▶ Data provided:
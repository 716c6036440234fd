use thiserror::Error;

use crate::api::AuthorityError;

/// Errors surfaced to the UI layer by `login` and `logout`.
///
/// Renewal failures never appear here; they end the session and are reported
/// through `SessionManager::last_end`.
#[derive(Error, Debug)]
pub enum SessionError {
    #[error("Authentication rejected: {0}")]
    AuthenticationRejected(#[source] AuthorityError),

    #[error("Authentication failed: {0}")]
    Authority(#[source] AuthorityError),

    #[error("Login was superseded by a newer login or logout")]
    Superseded,

    #[error("Credential store failure: {0:#}")]
    Store(anyhow::Error),
}

impl From<AuthorityError> for SessionError {
    fn from(err: AuthorityError) -> Self {
        if err.is_rejection() {
            SessionError::AuthenticationRejected(err)
        } else {
            SessionError::Authority(err)
        }
    }
}

impl SessionError {
    /// Short message suitable for a login form.
    pub fn user_message(&self) -> String {
        match self {
            SessionError::AuthenticationRejected(_) => "Invalid username or password".to_string(),
            SessionError::Authority(AuthorityError::NetworkError(e)) if e.is_timeout() => {
                "Connection timed out. Please try again.".to_string()
            }
            SessionError::Authority(AuthorityError::NetworkError(_)) => {
                "Unable to connect to server. Check your internet connection.".to_string()
            }
            SessionError::Authority(AuthorityError::RateLimited) => {
                "Too many attempts. Please wait and try again.".to_string()
            }
            SessionError::Authority(e) => format!("Login failed: {}", e),
            SessionError::Superseded => "Login cancelled".to_string(),
            SessionError::Store(e) => format!("Could not save session: {:#}", e),
        }
    }
}
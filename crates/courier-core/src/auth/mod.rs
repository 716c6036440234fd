//! Credentials and where they live.
//!
//! This module provides:
//! - `Credential`: a bearer token plus its decoded claims (subject, role, expiry)
//! - `CredentialStore`: persistence for the current credential, with file,
//!   OS keychain and in-memory implementations

pub mod credential;
pub mod store;

pub use credential::{Claims, Credential, CredentialError, Role};
pub use store::{CredentialStore, FileCredentialStore, KeyringCredentialStore, MemoryCredentialStore};
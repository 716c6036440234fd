//! Authenticated session lifecycle.
//!
//! This module provides:
//! - `SessionManager`: the entry point for login, logout, startup restore and
//!   validity checks
//! - `ExpiryScheduler`: the single renewal timer
//! - `RenewalExecutor`: one renewal exchange per call, typed failures
//!
//! Renewal happens `safety_margin` (5 minutes by default) before the
//! credential expires. A failed renewal ends the session; there is no retry.

pub mod error;
pub mod manager;
pub mod renewal;
pub mod scheduler;
pub mod state;

pub use error::SessionError;
pub use manager::SessionManager;
pub use renewal::{RenewalError, RenewalExecutor};
pub use scheduler::{ArmOutcome, ExpiryScheduler};
pub use state::{Session, SessionConfig, SessionEnd, SessionState};
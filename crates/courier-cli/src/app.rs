//! Composition root: wires configuration, credential storage, the authority
//! and the realtime transport into one `SessionManager`, and implements the
//! CLI commands on top of it.

use std::io::{self, Write};
use std::sync::Arc;
use std::time::Duration;

use anyhow::{anyhow, bail, Result};
use chrono::Local;
use tokio::sync::broadcast;
use tracing::{error, warn};

use courier_core::{
    Config, ConnectionState, CredentialBackend, CredentialStore, FileCredentialStore,
    HttpAuthority, KeyringCredentialStore, MemoryCredentialStore, Session, SessionManager,
    SessionState, WsTransport,
};

/// How often `watch` checks whether the session was ended underneath it
const SESSION_POLL_INTERVAL: Duration = Duration::from_secs(1);

pub struct App {
    config: Config,
    manager: SessionManager,
    transport: Arc<WsTransport>,
}

impl App {
    pub fn new(config: Config) -> Result<Self> {
        let store: Arc<dyn CredentialStore> = match config.credential_backend {
            CredentialBackend::File => Arc::new(FileCredentialStore::new(config.cache_dir()?)),
            CredentialBackend::Keyring => {
                Arc::new(KeyringCredentialStore::new(config.profile.clone()))
            }
            CredentialBackend::Memory => Arc::new(MemoryCredentialStore::new()),
        };

        let authority = Arc::new(HttpAuthority::with_timeout(
            config.api_base_url.clone(),
            config.request_timeout(),
        )?);
        let transport = Arc::new(WsTransport::new(
            config.realtime_url.clone(),
            Arc::clone(&store),
        ));
        let manager = SessionManager::new(
            config.session_config(),
            store,
            authority,
            transport.clone(),
        );

        Ok(Self {
            config,
            manager,
            transport,
        })
    }

    // =========================================================================
    // Commands
    // =========================================================================

    pub async fn login(&mut self, identifier: Option<&str>) -> Result<()> {
        let identifier = match identifier {
            Some(id) => id.trim().to_string(),
            None => Self::prompt_identifier(self.config.last_identifier.as_deref())?,
        };
        if identifier.is_empty() {
            bail!("Identifier required");
        }
        let password = rpassword::prompt_password("Password: ")?;

        println!("\nAuthenticating...");
        match self.manager.login(&identifier, &password).await {
            Ok(session) => {
                self.config.last_identifier = Some(identifier);
                if let Err(e) = self.config.save() {
                    warn!(error = %e, "Failed to save config");
                }
                println!("Login successful!\n");
                Self::print_session(&session);
                Ok(())
            }
            Err(e) => {
                error!(error = %e, "Login failed");
                Err(anyhow!(e.user_message()))
            }
        }
    }

    pub async fn status(&self) -> Result<()> {
        if self.manager.restore_on_startup().is_none() {
            println!("Not logged in.");
            return Ok(());
        }

        self.wait_for_connection().await;
        if let Some(session) = self.manager.session() {
            Self::print_session(&session);
        }
        Ok(())
    }

    pub fn logout(&self) -> Result<()> {
        self.manager.logout()?;
        println!("Logged out.");
        Ok(())
    }

    pub async fn watch(&self) -> Result<()> {
        let Some(session) = self.manager.restore_on_startup() else {
            println!("Not logged in. Run `courier login` first.");
            return Ok(());
        };

        println!(
            "Watching as {} ({}). Press Ctrl-C to stop.",
            session.subject,
            session.role.display_name()
        );

        let mut notifications = self.transport.subscribe();
        let mut connection = self.manager.subscribe_connection();
        let mut ticker = tokio::time::interval(SESSION_POLL_INTERVAL);
        let mut dropped = false;
        let ctrl_c = tokio::signal::ctrl_c();
        tokio::pin!(ctrl_c);

        loop {
            tokio::select! {
                _ = &mut ctrl_c => {
                    println!("\nStopping.");
                    break;
                }
                received = notifications.recv() => match received {
                    Ok(notification) => {
                        println!(
                            "[{}] {}: {}",
                            Local::now().format("%H:%M:%S"),
                            notification.event,
                            notification.payload
                        );
                    }
                    Err(broadcast::error::RecvError::Lagged(skipped)) => {
                        warn!(skipped, "Fell behind on notifications");
                    }
                    Err(broadcast::error::RecvError::Closed) => break,
                },
                changed = connection.changed() => {
                    if changed.is_err() {
                        break;
                    }
                    let state = *connection.borrow_and_update();
                    println!("Realtime channel {}", state.display_name());
                }
                _ = ticker.tick() => {
                    if self.manager.state() == SessionState::LoggedOut {
                        return match self.manager.last_end() {
                            Some(end) if end.was_forced() => Err(anyhow!(end.user_message())),
                            _ => {
                                println!("Session ended.");
                                Ok(())
                            }
                        };
                    }
                    let open = self.transport.is_open();
                    if self.manager.connection_state() == ConnectionState::Connected
                        && !open
                        && !dropped
                    {
                        warn!("Realtime channel dropped by server");
                        println!("Realtime channel lost; no further notifications will arrive.");
                    }
                    dropped = !open;
                }
            }
        }
        Ok(())
    }

    // =========================================================================
    // Helpers
    // =========================================================================

    async fn wait_for_connection(&self) {
        let mut connection = self.manager.subscribe_connection();
        let limit = self.config.session_config().handshake_timeout + Duration::from_secs(1);
        let settled = tokio::time::timeout(
            limit,
            connection.wait_for(|state| *state != ConnectionState::Connecting),
        )
        .await;
        if settled.is_err() {
            warn!("Realtime connection did not settle");
        }
    }

    fn prompt_identifier(last: Option<&str>) -> Result<String> {
        match last {
            Some(last) => print!("Identifier [{}]: ", last),
            None => print!("Identifier: "),
        }
        io::stdout().flush()?;

        let mut input = String::new();
        io::stdin().read_line(&mut input)?;
        let input = input.trim();

        Ok(match (input.is_empty(), last) {
            (true, Some(last)) => last.to_string(),
            _ => input.to_string(),
        })
    }

    fn print_session(session: &Session) {
        println!("  Subject:    {}", session.subject);
        println!("  Role:       {}", session.role.display_name());
        println!(
            "  Expires:    {} ({} min left)",
            session.expires_at.with_timezone(&Local).format("%Y-%m-%d %H:%M"),
            session.minutes_until_expiry()
        );
        println!("  Realtime:   {}", session.connection.display_name());
    }
}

▶ About this task:
The expected output is a verbatim retyping of each line from the one with "io::stdout().flush()?;" to the end of the listing above, with both end lines kept and nothing added.

▶ Reply:
        io::stdout().flush()?;

        let mut input = String::new();
        io::stdin().read_line(&mut input)?;
        let input = input.trim();

        Ok(match (input.is_empty(), last) {
            (true, Some(last)) => last.to_string(),
            _ => input.to_string(),
        })
    }

    fn print_session(session: &Session) {
        println!("  Subject:    {}", session.subject);
        println!("  Role:       {}", session.role.display_name());
        println!(
            "  Expires:    {} ({} min left)",
            session.expires_at.with_timezone(&Local).format("%Y-%m-%d %H:%M"),
            session.minutes_until_expiry()
        );
        println!("  Realtime:   {}", session.connection.display_name());
    }
}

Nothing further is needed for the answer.